## Problem requirements
The required output is every line from the beginning of the entries below through the line that includes "use crate::error::StartupError;", copied exactly.

## Stored data entries
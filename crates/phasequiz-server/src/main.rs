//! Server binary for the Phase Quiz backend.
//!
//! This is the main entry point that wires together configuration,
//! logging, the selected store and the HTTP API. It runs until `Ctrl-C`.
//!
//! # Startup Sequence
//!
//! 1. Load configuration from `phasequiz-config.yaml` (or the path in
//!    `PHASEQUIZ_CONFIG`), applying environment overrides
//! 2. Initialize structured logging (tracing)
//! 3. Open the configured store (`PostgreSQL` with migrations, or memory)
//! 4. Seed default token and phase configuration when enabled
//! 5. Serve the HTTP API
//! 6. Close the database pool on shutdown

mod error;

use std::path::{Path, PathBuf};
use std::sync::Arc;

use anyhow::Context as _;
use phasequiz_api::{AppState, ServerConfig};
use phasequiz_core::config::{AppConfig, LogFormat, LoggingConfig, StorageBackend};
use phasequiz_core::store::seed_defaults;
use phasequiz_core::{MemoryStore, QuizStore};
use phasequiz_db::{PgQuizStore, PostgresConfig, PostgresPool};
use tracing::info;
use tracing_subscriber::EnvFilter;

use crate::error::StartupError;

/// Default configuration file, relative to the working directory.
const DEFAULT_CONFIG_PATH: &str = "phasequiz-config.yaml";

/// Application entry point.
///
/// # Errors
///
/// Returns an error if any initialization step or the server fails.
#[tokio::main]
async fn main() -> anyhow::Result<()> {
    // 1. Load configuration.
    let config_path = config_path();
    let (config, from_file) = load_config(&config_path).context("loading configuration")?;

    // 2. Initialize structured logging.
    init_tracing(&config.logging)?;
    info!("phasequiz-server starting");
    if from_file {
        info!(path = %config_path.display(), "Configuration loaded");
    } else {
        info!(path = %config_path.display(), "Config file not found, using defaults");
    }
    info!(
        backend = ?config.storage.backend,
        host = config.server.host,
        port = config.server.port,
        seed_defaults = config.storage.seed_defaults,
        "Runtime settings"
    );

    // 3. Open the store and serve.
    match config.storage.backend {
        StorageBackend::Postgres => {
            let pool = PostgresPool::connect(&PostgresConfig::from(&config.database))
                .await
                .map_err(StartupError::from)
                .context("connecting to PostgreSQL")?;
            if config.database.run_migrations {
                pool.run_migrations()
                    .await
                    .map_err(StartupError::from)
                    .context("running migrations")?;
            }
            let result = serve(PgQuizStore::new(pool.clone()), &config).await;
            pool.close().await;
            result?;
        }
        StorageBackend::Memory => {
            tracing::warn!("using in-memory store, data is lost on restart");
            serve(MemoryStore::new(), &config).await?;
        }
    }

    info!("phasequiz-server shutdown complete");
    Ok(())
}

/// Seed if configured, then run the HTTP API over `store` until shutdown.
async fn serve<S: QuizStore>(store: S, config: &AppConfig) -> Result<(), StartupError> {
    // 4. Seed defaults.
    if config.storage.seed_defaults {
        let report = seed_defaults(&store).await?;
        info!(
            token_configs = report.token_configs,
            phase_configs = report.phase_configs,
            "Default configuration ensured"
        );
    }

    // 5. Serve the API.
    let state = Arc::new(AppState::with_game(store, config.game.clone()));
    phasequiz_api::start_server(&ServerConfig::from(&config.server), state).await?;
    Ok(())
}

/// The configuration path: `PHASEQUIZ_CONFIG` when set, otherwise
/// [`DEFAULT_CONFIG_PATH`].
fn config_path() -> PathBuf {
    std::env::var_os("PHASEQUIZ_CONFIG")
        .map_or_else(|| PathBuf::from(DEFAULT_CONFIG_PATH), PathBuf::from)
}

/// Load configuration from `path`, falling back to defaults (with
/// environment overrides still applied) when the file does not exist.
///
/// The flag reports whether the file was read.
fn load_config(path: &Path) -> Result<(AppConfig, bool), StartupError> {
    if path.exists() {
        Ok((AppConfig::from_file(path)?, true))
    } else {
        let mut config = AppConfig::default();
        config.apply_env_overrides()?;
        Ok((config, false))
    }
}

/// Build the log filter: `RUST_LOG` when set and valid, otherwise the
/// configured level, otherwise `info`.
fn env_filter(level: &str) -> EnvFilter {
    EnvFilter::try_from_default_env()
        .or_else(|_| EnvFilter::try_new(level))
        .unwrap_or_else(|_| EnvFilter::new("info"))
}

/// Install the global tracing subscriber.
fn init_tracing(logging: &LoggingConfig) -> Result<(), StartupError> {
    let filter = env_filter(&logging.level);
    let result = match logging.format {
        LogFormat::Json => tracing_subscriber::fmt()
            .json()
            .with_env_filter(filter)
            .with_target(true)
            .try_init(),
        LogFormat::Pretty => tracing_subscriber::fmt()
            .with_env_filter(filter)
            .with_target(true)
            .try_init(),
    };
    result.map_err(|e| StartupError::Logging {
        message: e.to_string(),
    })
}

## Task response
filename crates/phasequiz-server/src/main.rs
//! Server binary for the Phase Quiz backend.
//!
//! This is the main entry point that wires together configuration,
//! logging, the selected store and the HTTP API. It runs until `Ctrl-C`.
//!
//! # Startup Sequence
//!
//! 1. Load configuration from `phasequiz-config.yaml` (or the path in
//!    `PHASEQUIZ_CONFIG`), applying environment overrides
//! 2. Initialize structured logging (tracing)
//! 3. Open the configured store (`PostgreSQL` with migrations, or memory)
//! 4. Seed default token and phase configuration when enabled
//! 5. Serve the HTTP API
//! 6. Close the database pool on shutdown

mod error;

use std::path::{Path, PathBuf};
use std::sync::Arc;

use anyhow::Context as _;
use phasequiz_api::{AppState, ServerConfig};
use phasequiz_core::config::{AppConfig, LogFormat, LoggingConfig, StorageBackend};
use phasequiz_core::store::seed_defaults;
use phasequiz_core::{MemoryStore, QuizStore};
use phasequiz_db::{PgQuizStore, PostgresConfig, PostgresPool};
use tracing::info;
use tracing_subscriber::EnvFilter;

use crate::error::StartupError;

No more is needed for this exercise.